Zavallı kız, kibriti bir elinden diğer eline geçirerek, parmaklarını ısıttı. İçi de ısınmıştı. Sanki gürül gürül yanan bir ocağın karşısındaydı. Gözleri aleve dikilmiş, düşlere dalmıştı: Güzel bir odada, büyük bir ocağın karşısında oturuyordu. Arkasında kalınca bir yünlü hırka, ayaklarında kürklü terlikler vardı.
Isınmış, terlemeye bile başlamıştı... Derken kibrit sönüverdi. Kibritin sönmesiyle, o tatlı düşlerde sona ermişti. Kızcağızın parmakları tekrardan donmaya, sızlamaya başlamıştı.
Bir kibrit daha yaktı. Bu sırada soğuk bir rüzgar esti. Kız kibrit sönmesin diye, duvardan yana döndü. Diğer elini aleve siper etti. Aleve bakarken, karşısındaki duvar sanki eridi, birden açıldı, içerisi göründü. İçeride geniş bir oda vardı. Kar şeklinde bembeyaz örtü yayılmış bir masanın üstüne tabak tabak yiyecekler dizilmişti. Sofrada gümüş şamdanlar yanıyor, odayı gündüz şeklinde aydınlatıyordu. Kızcağız'ın gözleri sofranın ortasında, büyük bir tabağa konulmuş, nar şeklinde kıpkırmızı kaz kızartmasına dikilmişti. Ağzı sulandı. Elini oraya doğru uzattı. Kibrit yana yana sonuna gelmişti, parmağını yakıyordu. Kızcağız çöpü yere atıverdi. Atmasıyla beraber, yılbaşı sofrası siliniverdi, gözlerinin önüne taş duvar tekrardan dikildi.

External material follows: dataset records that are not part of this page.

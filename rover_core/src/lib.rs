// rover_core/src/lib.rs

// This file defines the public modules of the library.
pub mod clock;
pub mod config;
pub mod decision;
pub mod error;
pub mod mapping;
pub mod perception;
pub mod pipeline;
pub mod prelude;
pub mod state;
pub mod types;
pub mod utils;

Üçüncü kibrit daha çok düşler yarattı:Bir yaz gecesi...Kibritçi Kız kırda bir ağacın altına oturmuş, yıldızlara bakıyor. Gece olması durumunda hava sıcak. Altındaki toprak, gündüz güneşten ısınmış, fırın şeklinde yanıyor... Minik kız gözlerini yıldızlardan ayıramıyordu. Uzaktan uzağa gece kuşları ötüyor, kurbağalar bağrışıyordu.

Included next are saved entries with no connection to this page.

use crate::config::DecisionConfig;
use crate::decision::homing::HomingController;
use crate::decision::stuck::StuckRecovery;
use crate::perception::features::PolarFeature;
use crate::perception::PerceptionOutput;
use crate::state::{Commands, RoverMode, RoverState};

/// Below this speed the rover counts as standing still for a pickup.
const PICKUP_STANDSTILL: f64 = 1e-3;

/// The decision state machine.
///
/// `step` is a pure transition `(state, perception, now) -> state`: all mode
/// changes happen here, and every command leaves clamped.
#[derive(Debug, Clone)]
pub struct DecisionPolicy {
    config: DecisionConfig,
    stuck: StuckRecovery,
    homing: HomingController,
}

impl DecisionPolicy {
    pub fn new(config: &DecisionConfig) -> Self {
        Self {
            config: config.clone(),
            stuck: StuckRecovery::new(&config.stuck, config.throttle_set, config.max_throttle),
            homing: HomingController::new(config),
        }
    }

    pub fn config(&self) -> &DecisionConfig {
        &self.config
    }

    /// Advances the state machine by one tick.
    ///
    /// `perception` is `None` when the sensor produced nothing usable; the
    /// rover then cruises straight and the mode is left alone. `now` is clock
    /// time in seconds, used only by stuck recovery.
    pub fn step(&self, mut state: RoverState, perception: Option<&PerceptionOutput>, now: f64) -> RoverState {
        let cfg = &self.config;

        // 1. Enough samples collected: head home.
        let required = self.samples_to_collect(&state);
        if state.samples_found >= required && state.mode != RoverMode::ReturnHome {
            info!(found = state.samples_found, required, "switching to return-home");
            state.mode = RoverMode::ReturnHome;
            state.stuck_since = None;
        }

        // 2. Mode dispatch.
        state = match perception {
            None => {
                state.commands = Commands::new(cfg.throttle_set, 0.0, 0.0);
                state
            }
            Some(perception) => match state.mode {
                RoverMode::Forward => self.forward(state, perception, now),
                RoverMode::Stop => self.stop(state, perception),
                RoverMode::Pickup => self.pickup(state, perception),
                RoverMode::ReturnHome => self.homing.step(state, &perception.features.navigable),
            },
        };

        // 3. Standing next to a sample: ask for it to be collected.
        if state.velocity.abs() < PICKUP_STANDSTILL && state.near_sample && !state.picking_up {
            state.send_pickup = true;
        }

        // 4. Clamp last.
        state.commands = state.commands.clamped(cfg.max_throttle);
        state
    }

    /// Samples to collect before heading home: the configured requirement,
    /// capped by how many the terrain actually holds.
    pub fn samples_to_collect(&self, state: &RoverState) -> u32 {
        self.config.samples_required.min(state.samples_total)
    }

    /// A sample is visible and, when configured, close enough to straight
    /// ahead to approach.
    fn sample_in_reach(&self, sample: &PolarFeature) -> bool {
        if sample.is_empty() {
            return false;
        }
        match self.config.pickup_max_angle_deg {
            Some(limit) => sample.mean_angle_deg().map_or(false, |a| a.abs() <= limit),
            None => true,
        }
    }

    fn enter_pickup(&self, mut state: RoverState, perception: &PerceptionOutput) -> RoverState {
        info!(from = %state.mode, samples = perception.features.sample.len(), "sample spotted, approaching");
        state.mode = RoverMode::Pickup;
        state.stuck_since = None;
        self.pickup(state, perception)
    }

    // --- Forward ---

    fn forward(&self, mut state: RoverState, perception: &PerceptionOutput, now: f64) -> RoverState {
        let cfg = &self.config;
        if self.sample_in_reach(&perception.features.sample) {
            return self.enter_pickup(state, perception);
        }

        let navigable = &perception.features.navigable;
        if navigable.len() < cfg.stop_forward {
            info!(navigable = navigable.len(), "not enough terrain ahead, stopping");
            state.commands = Commands::brake(cfg.brake_set);
            state.mode = RoverMode::Stop;
            return state;
        }

        let nav_steer = match steering::navigation_steer(&cfg.steering, perception) {
            Ok(steer) => steer,
            Err(e) => {
                debug!("no steering target: {e}");
                0.0
            }
        };

        if state.velocity < cfg.stuck.velocity && !state.picking_up {
            state.commands = self.recover(&mut state, now, nav_steer);
            return state;
        }
        if state.stuck_since.take().is_some() {
            debug!(velocity = state.velocity, "moving again, stuck timer cleared");
        }

        let throttle = if state.velocity < cfg.boost_velocity {
            2.0 * cfg.throttle_set
        } else if state.velocity < cfg.max_vel {
            cfg.throttle_set
        } else {
            0.0
        };
        state.commands = Commands::new(throttle, 0.0, nav_steer);
        state
    }

    /// Starts or continues the stuck timer and returns the recovery command
    /// for the current phase.
    fn recover(&self, state: &mut RoverState, now: f64, nav_steer: f64) -> Commands {
        let mut onset = *state.stuck_since.get_or_insert(now);
        if self.stuck.is_exhausted(now - onset) {
            warn!(elapsed = now - onset, "stuck recovery exhausted, restarting schedule");
            onset = now;
            state.stuck_since = Some(onset);
        }
        let elapsed = now - onset;
        debug!(elapsed, phase = ?self.stuck.phase_index(elapsed), "stuck recovery");
        self.stuck.command(elapsed, nav_steer)
    }

    // --- Stop ---

    fn stop(&self, mut state: RoverState, perception: &PerceptionOutput) -> RoverState {
        let cfg = &self.config;
        if self.sample_in_reach(&perception.features.sample) {
            return self.enter_pickup(state, perception);
        }

        if state.velocity > cfg.stop_velocity {
            state.commands = Commands::brake(cfg.brake_set);
            return state;
        }

        let navigable = &perception.features.navigable;
        if navigable.len() < cfg.go_forward {
            state.commands = Commands::new(0.0, 0.0, cfg.search_steer_deg);
            return state;
        }

        info!(navigable = navigable.len(), "path found, resuming forward");
        let steer = navigable.mean_angle_deg().unwrap_or(0.0);
        state.commands = Commands::new(cfg.throttle_set, 0.0, steer);
        state.mode = RoverMode::Forward;
        state.stuck_since = None;
        state
    }

    // --- Pickup ---

    fn pickup(&self, mut state: RoverState, perception: &PerceptionOutput) -> RoverState {
        let cfg = &self.config;
        let sample = &perception.features.sample;
        let Ok(sample_angle) = sample.mean_angle_deg() else {
            // Lost sight of it: resume exploring, keeping last tick's commands.
            info!("sample out of view, back to forward");
            state.mode = RoverMode::Forward;
            return state;
        };

        if state.near_sample {
            state.commands = Commands::brake(cfg.brake_set);
            if !state.picking_up {
                debug!("at sample, requesting pickup");
                state.send_pickup = true;
            }
            return state;
        }

        state.commands = if state.velocity > cfg.max_vel / 2.0 {
            Commands::new(0.0, cfg.approach_brake, sample_angle)
        } else {
            Commands::new(cfg.throttle_set, 0.0, sample_angle)
        };
        state
    }
}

Derken bir yıldız kaydı, gökyüzüne geniş bir yay çizerek uzaklaştı, söndü. Kızcağız: 'işte, biri daha öldü' diye mırıldandı. Bigün, anneannesi söylemişti: Her yıldız düştükçe yeryüzünden biri ölürmüş... Ninesini tekrar görebilmek için bir kibrit daha çaktı. Soğuktan kaskatı kesilmiş, beyni durmuştu. O şimdi sokak ortasında bulunduğunu unutmuş, düşler hayatına dalmıştı. Kibritin alevinde gene ninesini görüyor, onun sesini işitir şeklinde oluyordu. İşte anneannesi geliyordu. Lapa lapa yağan karların arasından bir melek şeklinde iniyordu... Geldi, geldi...Kollarını açtı, torununu kucakladı, aldı göklere doğru götürdü...
Ertesi sabah, yoldan geçenler, bir evin basamağında donmuş kalmış kızcağızın ölüsünü buldular. Yanı başlangıcında bir sürü boş kibrit kutusu vardı.
-Zavallı kız ısınmak için tüm kibritlerini yakmış dediler... Bu kibritlerin alevinde onun ne düşler gördüğünü bilemezlerdi ki.